| Afghan drug trade Original Source Link: (May no longer be active) http://dailynews.yahoo.com/h/vvny/20011025/lo/29356_1.htmlhttp://dailynews.yahoo.com/h/vvny/20011025/lo/29356_1.html
Thursday October 25 03:36 PM EDT
Opium for the Masses: Tales of the Afghan Drug Trade
By Cynthia Cotts Village Voice Writer
During the last few weeks of anthrax hysteria, a dozen or so U.S. reporters have pursued a more difficult, taboo story: opium's role as the centerpiece of Afghanistan (news - web sites)'s economy. That cursed country was already a place where children helped to harvest the gum from the poppies, working people kept opium in their homes rather than money in the bank, and the Taliban raked in up to $50 million a year in drug taxes. But post-September 11, Taliban leaders lifted a ban on their bestselling crop, and the growers and dealers have been conducting business as usual. On the tail of smart pieces in the Chicago Tribune, the Los Angeles Times, and elsewhere, The New York Times ran a solid version of the story on October 22.

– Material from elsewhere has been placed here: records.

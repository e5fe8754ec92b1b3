use thiserror::Error;

/// The only way simplification can fail.
///
/// The variant carries nothing: a caller can learn that an expression was
/// rejected, not why.
#[derive(Debug, Clone, Copy, PartialEq, Eq, Error)]
pub enum Error {
    #[error("invalid expression")]
    InvalidExpression,
}
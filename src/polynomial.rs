use num_bigint::BigInt;
use num_traits::{One, Zero};
use std::collections::HashMap;

/// One of the three symbols an expression may mention.
///
/// Declaration order is alphabetical, so the derived `Ord` is the order used
/// both for sorting the factors of a monomial and for tie-breaking terms.
#[derive(Debug, Clone, Copy, PartialEq, Eq, PartialOrd, Ord, Hash)]
pub enum Variable {
    X,
    Y,
    Z,
}

impl Variable {
    pub fn from_char(c: char) -> Option<Self> {
        match c {
            'x' => Some(Variable::X),
            'y' => Some(Variable::Y),
            'z' => Some(Variable::Z),
            _ => None,
        }
    }
}

impl std::fmt::Display for Variable {
    fn fmt(&self, f: &mut std::fmt::Formatter<'_>) -> std::fmt::Result {
        match self {
            Variable::X => write!(f, "x"),
            Variable::Y => write!(f, "y"),
            Variable::Z => write!(f, "z"),
        }
    }
}

/// A product of variables, stored with its factors sorted so that `x*y` and
/// `y*x` are the same key. The empty product is the constant monomial.
#[derive(Debug, Clone, Default, PartialEq, Eq, PartialOrd, Ord, Hash)]
pub struct Monomial(Vec<Variable>);

impl Monomial {
    pub fn one() -> Self {
        Self(vec![])
    }

    pub fn new(variables: impl IntoIterator<Item = Variable>) -> Self {
        let mut variables = variables.into_iter().collect::<Vec<_>>();
        variables.sort();
        Self(variables)
    }

    pub fn variables(&self) -> &[Variable] {
        &self.0
    }

    /// Number of variable factors, counting repeats.
    pub fn degree(&self) -> usize {
        self.0.len()
    }

    pub fn is_constant(&self) -> bool {
        self.0.is_empty()
    }

    /// Merges the factors of both monomials, keeping them sorted.
    pub fn times(&self, other: &Monomial) -> Monomial {
        let mut variables = Vec::with_capacity(self.0.len() + other.0.len());
        let (mut i, mut j) = (0, 0);
        while i < self.0.len() && j < other.0.len() {
            if self.0[i] <= other.0[j] {
                variables.push(self.0[i]);
                i += 1;
            } else {
                variables.push(other.0[j]);
                j += 1;
            }
        }
        variables.extend_from_slice(&self.0[i..]);
        variables.extend_from_slice(&other.0[j..]);
        Monomial(variables)
    }

    /// Ordering used when rendering: more factors first, then alphabetical.
    fn canonical_cmp(&self, other: &Monomial) -> std::cmp::Ordering {
        other
            .degree()
            .cmp(&self.degree())
            .then_with(|| self.0.cmp(&other.0))
    }
}

impl std::fmt::Display for Monomial {
    fn fmt(&self, f: &mut std::fmt::Formatter<'_>) -> std::fmt::Result {
        for (i, variable) in self.0.iter().enumerate() {
            if i > 0 {
                write!(f, " * ")?;
            }
            write!(f, "{variable}")?;
        }
        Ok(())
    }
}

#[derive(Debug, Clone, PartialEq, Eq, Hash)]
pub struct Term {
    pub coefficient: BigInt,
    pub monomial: Monomial,
}

impl std::fmt::Display for Term {
    fn fmt(&self, f: &mut std::fmt::Formatter<'_>) -> std::fmt::Result {
        let Term {
            coefficient,
            monomial,
        } = self;
        if monomial.is_constant() {
            write!(f, "{coefficient}")
        } else if coefficient.is_one() {
            write!(f, "{monomial}")
        } else {
            write!(f, "{coefficient} * {monomial}")
        }
    }
}

/// A sum of terms, keyed by monomial. The empty polynomial is zero.
///
/// Arithmetic returns a new, pruned polynomial.
#[derive(Debug, Clone, Default, PartialEq, Eq)]
pub struct Polynomial {
    terms: HashMap<Monomial, BigInt>,
}

impl Polynomial {
    pub fn zero() -> Self {
        Self::default()
    }

    pub fn constant(value: impl Into<BigInt>) -> Self {
        let mut polynomial = Self::zero();
        polynomial.terms.insert(Monomial::one(), value.into());
        polynomial.prune();
        polynomial
    }

    pub fn variable(variable: Variable) -> Self {
        let mut polynomial = Self::zero();
        polynomial
            .terms
            .insert(Monomial::new([variable]), BigInt::one());
        polynomial
    }

    pub fn is_zero(&self) -> bool {
        self.terms.values().all(|coefficient| coefficient.is_zero())
    }

    pub fn coefficient(&self, monomial: &Monomial) -> BigInt {
        self.terms.get(monomial).cloned().unwrap_or_default()
    }

    /// Adds `term` onto whatever coefficient its monomial already has.
    /// Does not prune.
    pub fn add_term(&mut self, term: Term) {
        let Term {
            coefficient,
            monomial,
        } = term;
        *self.terms.entry(monomial).or_default() += coefficient;
    }

    pub fn prune(&mut self) {
        self.terms.retain(|_, coefficient| !coefficient.is_zero());
    }

    pub fn add(&self, other: &Polynomial) -> Polynomial {
        let mut result = self.clone();
        for (monomial, coefficient) in &other.terms {
            result.add_term(Term {
                coefficient: coefficient.clone(),
                monomial: monomial.clone(),
            });
        }
        result.prune();
        result
    }

    pub fn sub(&self, other: &Polynomial) -> Polynomial {
        let mut result = self.clone();
        for (monomial, coefficient) in &other.terms {
            result.add_term(Term {
                coefficient: -coefficient,
                monomial: monomial.clone(),
            });
        }
        result.prune();
        result
    }

    /// Full distribution: every term of `self` times every term of `other`.
    pub fn mul(&self, other: &Polynomial) -> Polynomial {
        let mut result = Polynomial::zero();
        for (a_monomial, a_coefficient) in &self.terms {
            for (b_monomial, b_coefficient) in &other.terms {
                result.add_term(Term {
                    coefficient: a_coefficient * b_coefficient,
                    monomial: a_monomial.times(b_monomial),
                });
            }
        }
        result.prune();
        result
    }

    /// Non-zero terms in rendering order.
    pub fn terms(&self) -> Vec<Term> {
        let mut terms = self
            .terms
            .iter()
            .filter(|(_, coefficient)| !coefficient.is_zero())
            .map(|(monomial, coefficient)| Term {
                coefficient: coefficient.clone(),
                monomial: monomial.clone(),
            })
            .collect::<Vec<_>>();
        terms.sort_by(|a, b| a.monomial.canonical_cmp(&b.monomial));
        terms
    }
}

impl std::fmt::Display for Polynomial {
    fn fmt(&self, f: &mut std::fmt::Formatter<'_>) -> std::fmt::Result {
        let terms = self.terms();
        if terms.is_empty() {
            return write!(f, "0");
        }
        for (i, term) in terms.iter().enumerate() {
            if i > 0 {
                write!(f, " + ")?;
            }
            write!(f, "{term}")?;
        }
        Ok(())
    }
}
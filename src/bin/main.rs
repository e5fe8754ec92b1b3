use anyhow::Result;
use clap::Parser;
use poly_simplify::{simplify, Error, SELF_TEST_CASES};
use std::io::IsTerminal;

/// Expands and simplifies integer polynomials in x, y and z.
///
/// With no arguments, reads one expression per line from standard input.
#[derive(Parser, Debug)]
#[command(author, version, about)]
struct Args {
    /// Expressions to simplify, one result printed per expression
    #[arg(value_name = "EXPRESSION")]
    expressions: Vec<String>,

    /// Run the built-in table of known inputs and expected outputs
    #[arg(long, conflicts_with = "expressions")]
    self_test: bool,
}

fn render(result: Result<String, Error>) -> String {
    result.unwrap_or_else(|error| error.to_string())
}

fn self_test() -> bool {
    let mut passed = true;
    for (i, &(input, expected)) in SELF_TEST_CASES.iter().enumerate() {
        let result = render(simplify(input));
        let expected = expected.map_or_else(|| Error::InvalidExpression.to_string(), String::from);
        let ok = result == expected;
        passed &= ok;
        println!("==========\n{}\n{}", i + 1, if ok { "+" } else { "-" });
        println!("input:    {input}");
        println!("result:   {result}");
        println!("expected: {expected}");
    }
    passed
}

fn main() -> Result<()> {
    env_logger::init();
    let args = Args::parse();

    if args.self_test {
        if !self_test() {
            anyhow::bail!("self-test failed");
        }
        return Ok(());
    }

    if !args.expressions.is_empty() {
        for expression in &args.expressions {
            println!("{}", render(simplify(expression)));
        }
        return Ok(());
    }

    let interactive = std::io::stdin().is_terminal();
    while let Some(line) = {
        use std::io::Write;

        if interactive {
            print!("> ");
            std::io::stdout().flush()?;
        }
        std::io::stdin().lines().next().transpose()?
    } {
        println!("{}", render(simplify(line.trim())));
    }
    Ok(())
}
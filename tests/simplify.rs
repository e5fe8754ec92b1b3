use poly_simplify::{simplify, Error, SELF_TEST_CASES};
use pretty_assertions::assert_eq;

#[test]
fn factor_order_is_canonical() {
    assert_eq!(simplify("x*y").unwrap(), "x * y");
    assert_eq!(simplify("y*x").unwrap(), "x * y");
    assert_eq!(simplify("z*y*x*y").unwrap(), "x * y * y * z");
}

#[test]
fn zero_terms_are_dropped() {
    assert_eq!(simplify("x - x").unwrap(), "0");
    assert_eq!(simplify("5*x - 5*x").unwrap(), "0");
    assert_eq!(simplify("x*y - y*x + 2").unwrap(), "2");
    assert_eq!(simplify("(x + y) * 0").unwrap(), "0");
}

#[test]
fn distribution() {
    assert_eq!(
        simplify("(x+1)*(x+1)*(x+1)").unwrap(),
        "x * x * x + 3 * x * x + 3 * x + 1"
    );
    assert_eq!(
        simplify("(x + y + z) * (x - y)").unwrap(),
        "x * x + x * z + -1 * y * y + -1 * y * z"
    );
}

#[test]
fn negative_coefficients_stay_after_plus() {
    assert_eq!(
        simplify("-5*x*y + 20*y - 5*z*(-x+25*y)").unwrap(),
        "-5 * x * y + 5 * x * z + -125 * y * z + 20 * y"
    );
    assert_eq!(simplify("x - 3").unwrap(), "x + -3");
}

#[test]
fn term_ordering() {
    assert_eq!(simplify("2*(3*x+4*y) - 7*y + 9").unwrap(), "6 * x + y + 9");
    assert_eq!(simplify("1 + z + y*y + x").unwrap(), "y * y + x + z + 1");
}

#[test]
fn malformed_input() {
    assert_eq!(simplify("3 * (("), Err(Error::InvalidExpression));
    assert_eq!(simplify("3*a+5*b"), Err(Error::InvalidExpression));
    assert_eq!(simplify(""), Err(Error::InvalidExpression));
    assert_eq!(simplify("x +"), Err(Error::InvalidExpression));
    assert_eq!(simplify("(x))"), Err(Error::InvalidExpression));
    assert_eq!(simplify("x / 2"), Err(Error::InvalidExpression));
    assert_eq!(simplify("2.5 * x"), Err(Error::InvalidExpression));
    assert_eq!(
        Error::InvalidExpression.to_string(),
        "invalid expression"
    );
}

#[test]
fn coefficients_are_not_bounded() {
    assert_eq!(
        simplify("10000000000 * 10000000000").unwrap(),
        "100000000000000000000"
    );
    assert_eq!(
        simplify("99999999999999999999 * x").unwrap(),
        "99999999999999999999 * x"
    );
    assert_eq!(
        simplify("-9223372036854775808").unwrap(),
        "-9223372036854775808"
    );
    assert_eq!(
        simplify("9223372036854775807 * x + x").unwrap(),
        "9223372036854775808 * x"
    );
    assert_eq!(
        simplify("(10000000000 * x + 1) * (10000000000 * x - 1)").unwrap(),
        "100000000000000000000 * x * x + -1"
    );
}

#[test]
fn unary_minus_controls() {
    assert_eq!(simplify("- ( x )"), Err(Error::InvalidExpression));
    assert_eq!(simplify("-x*-y").unwrap(), "x * y");
}

#[test]
fn simplification_is_idempotent() {
    let extra = [
        "(x + y + z) * (x - y)",
        "-x - y - z",
        "x - 3",
        "-1 * x * x + 0",
    ];
    let sources = SELF_TEST_CASES
        .iter()
        .map(|&(input, _)| input)
        .chain(extra);
    for source in sources {
        let Ok(once) = simplify(source) else {
            continue;
        };
        assert_eq!(simplify(&once).as_deref(), Ok(once.as_str()), "{source:?}");
    }
}

#[test]
fn independent_calls_in_parallel() {
    let handles = SELF_TEST_CASES
        .iter()
        .map(|&(input, expected)| {
            std::thread::spawn(move || (simplify(input).ok(), expected))
        })
        .collect::<Vec<_>>();
    for handle in handles {
        let (result, expected) = handle.join().unwrap();
        assert_eq!(result.as_deref(), expected);
    }
}
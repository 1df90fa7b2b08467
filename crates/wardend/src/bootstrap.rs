//! Service bootstrap: configuration, logging, and dispatcher wiring.

use std::sync::Arc;

use ortho_config::{OrthoConfig, OrthoError};
use thiserror::Error;
use tracing::info;

use warden_config::Config;

use crate::dispatch::{
    ClientSession, CommandRegistry, Dispatcher, IdentityOracle, PeerIdentity, PoisonState,
    ReplyChannel, SampleSink, TracingSampleSink,
};
use crate::telemetry::{self, TelemetryError, TelemetryHandle};

const BOOTSTRAP_TARGET: &str = concat!(env!("CARGO_PKG_NAME"), "::bootstrap");

/// Trait abstracting configuration loading for testability.
pub trait ConfigLoader: Send + Sync {
    /// Loads the service configuration.
    ///
    /// # Errors
    ///
    /// Returns the layered loader's error.
    fn load(&self) -> Result<Config, Arc<OrthoError>>;
}

/// Loader that delegates to [`Config::load`].
#[derive(Debug, Default, Clone, Copy)]
pub struct SystemConfigLoader;

impl ConfigLoader for SystemConfigLoader {
    fn load(&self) -> Result<Config, Arc<OrthoError>> {
        Config::load()
    }
}

/// Loader that returns a fixed configuration.
#[derive(Debug, Clone, Default)]
pub struct StaticConfigLoader {
    config: Config,
}

impl StaticConfigLoader {
    /// Wraps an already resolved configuration.
    #[must_use]
    pub fn new(config: Config) -> Self {
        Self { config }
    }
}

impl ConfigLoader for StaticConfigLoader {
    fn load(&self) -> Result<Config, Arc<OrthoError>> {
        Ok(self.config.clone())
    }
}

/// Errors surfaced during bootstrap.
#[derive(Debug, Error)]
pub enum BootstrapError {
    /// Configuration failed to load.
    #[error("failed to load configuration: {source}")]
    Configuration {
        /// Underlying loader error.
        #[source]
        source: Arc<OrthoError>,
    },
    /// Logging could not be initialised.
    #[error("failed to initialise telemetry: {source}")]
    Telemetry {
        /// Underlying telemetry error.
        #[source]
        source: TelemetryError,
    },
}

/// A bootstrapped service ready to accept sessions.
pub struct Daemon {
    config: Arc<Config>,
    dispatcher: Dispatcher,
    telemetry: TelemetryHandle,
}

impl Daemon {
    /// Accessor for the resolved configuration.
    #[must_use]
    pub fn config(&self) -> &Config {
        &self.config
    }

    /// Dispatcher shared by every session.
    #[must_use]
    pub fn dispatcher(&self) -> &Dispatcher {
        &self.dispatcher
    }

    /// Poison state shared by every session.
    #[must_use]
    pub fn poison(&self) -> &PoisonState {
        self.dispatcher.poison()
    }

    /// Accessor for the telemetry handle, primarily useful for testing.
    #[must_use]
    pub fn telemetry(&self) -> TelemetryHandle {
        self.telemetry
    }

    /// Opens a session for a newly connected peer.
    pub fn open_session(
        &self,
        peer: PeerIdentity,
        oracle: &dyn IdentityOracle,
        channel: Box<dyn ReplyChannel>,
    ) -> ClientSession {
        let session = ClientSession::new(peer, oracle, channel);
        info!(
            target: BOOTSTRAP_TARGET,
            pid = peer.pid,
            is_owner = session.is_owner(),
            "session opened"
        );
        session
    }
}

/// Bootstraps the service with the default tracing sample sink.
///
/// # Errors
///
/// Returns an error when configuration or telemetry fails.
pub fn bootstrap_with(
    loader: &dyn ConfigLoader,
    registry: Arc<CommandRegistry>,
) -> Result<Daemon, BootstrapError> {
    bootstrap_with_sink(loader, registry, Arc::new(TracingSampleSink::new()))
}

/// Bootstraps the service with an explicit slow-sample sink.
///
/// # Errors
///
/// Returns an error when configuration or telemetry fails.
pub fn bootstrap_with_sink(
    loader: &dyn ConfigLoader,
    registry: Arc<CommandRegistry>,
    sink: Arc<dyn SampleSink>,
) -> Result<Daemon, BootstrapError> {
    let config = loader
        .load()
        .map_err(|source| BootstrapError::Configuration { source })?;
    let telemetry =
        telemetry::initialise(&config).map_err(|source| BootstrapError::Telemetry { source })?;

    let config = Arc::new(config);
    let dispatcher = Dispatcher::new(
        Arc::clone(&registry),
        PoisonState::new(),
        config.clone(),
        sink,
    );

    info!(
        target: BOOTSTRAP_TARGET,
        commands = registry.len(),
        slow_command_log_threshold_seconds = config.slow_command_log_threshold().as_secs_f64(),
        log_format = %config.log_format(),
        "service bootstrap completed"
    );

    Ok(Daemon {
        config,
        dispatcher,
        telemetry,
    })
}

The best of these stories note that the careening wartime economy has spurred Afghan civilians to re-embrace the drug trade. Farmers are tilling the fields to prepare for the winter crop, chemists are setting up labs in caves and the backs of trucks, and family men are risking their freedom to sneak heroin across the border. As the Taliban dumps an estimated 4000 tons of stockpiled opium on the world market, the Northern Alliance continues to export a hefty share through Tajikistan into Russia and beyond. Experts fear that, in the absence of "nation-building" efforts, the trade will flourish long after the U.S. installs a new government in Kabul.
The rising tide of Afghan opium, heroin, and hashish is a potential disaster. But as the Times' Tim Golden pointed out, the U.S. has long neglected the drug war in that region. Last week, a DEA spokesperson told the Voice that his agency has no access to Afghanistan. Asked about published reports that the U.S. military intends to target stockpiles, heroin labs, and poppy fields in Afghanistan, a Pentagon (news - web sites) spokesperson called the reports "pure speculation."
"Our quarrel is with the Taliban and Al Qaeda and the terrorists and the governments that support them," said the Pentagon source. "The drug trafficking business has been a problem in Afghanistan for a while, and it's an issue that the new government will have to address with the international community."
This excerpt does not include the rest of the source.